## WORK TO BE COMPLETED:
Lines with the word "tree": copy all of them from the entries below.

↓

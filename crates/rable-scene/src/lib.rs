//! Minimal document tree the Rable engine renders into.
//!
//! Nodes live in an arena owned by a [`Document`]; a [`NodeId`] is a plain
//! copyable handle. The tree supports what a reactive template needs:
//! attributes, class list, inline style, control value and checked state,
//! bubbling event listeners, cloning, structural edits, simple selectors and
//! HTML serialization.

mod document;
pub mod markup;
pub mod selector;

pub use document::{Document, Event, EventListener, NodeId, kebab_case};
pub use selector::SelectorError;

↑

## RESPONSE TO THE TASK:
//! Minimal document tree the Rable engine renders into.
//! copyable handle. The tree supports what a reactive template needs:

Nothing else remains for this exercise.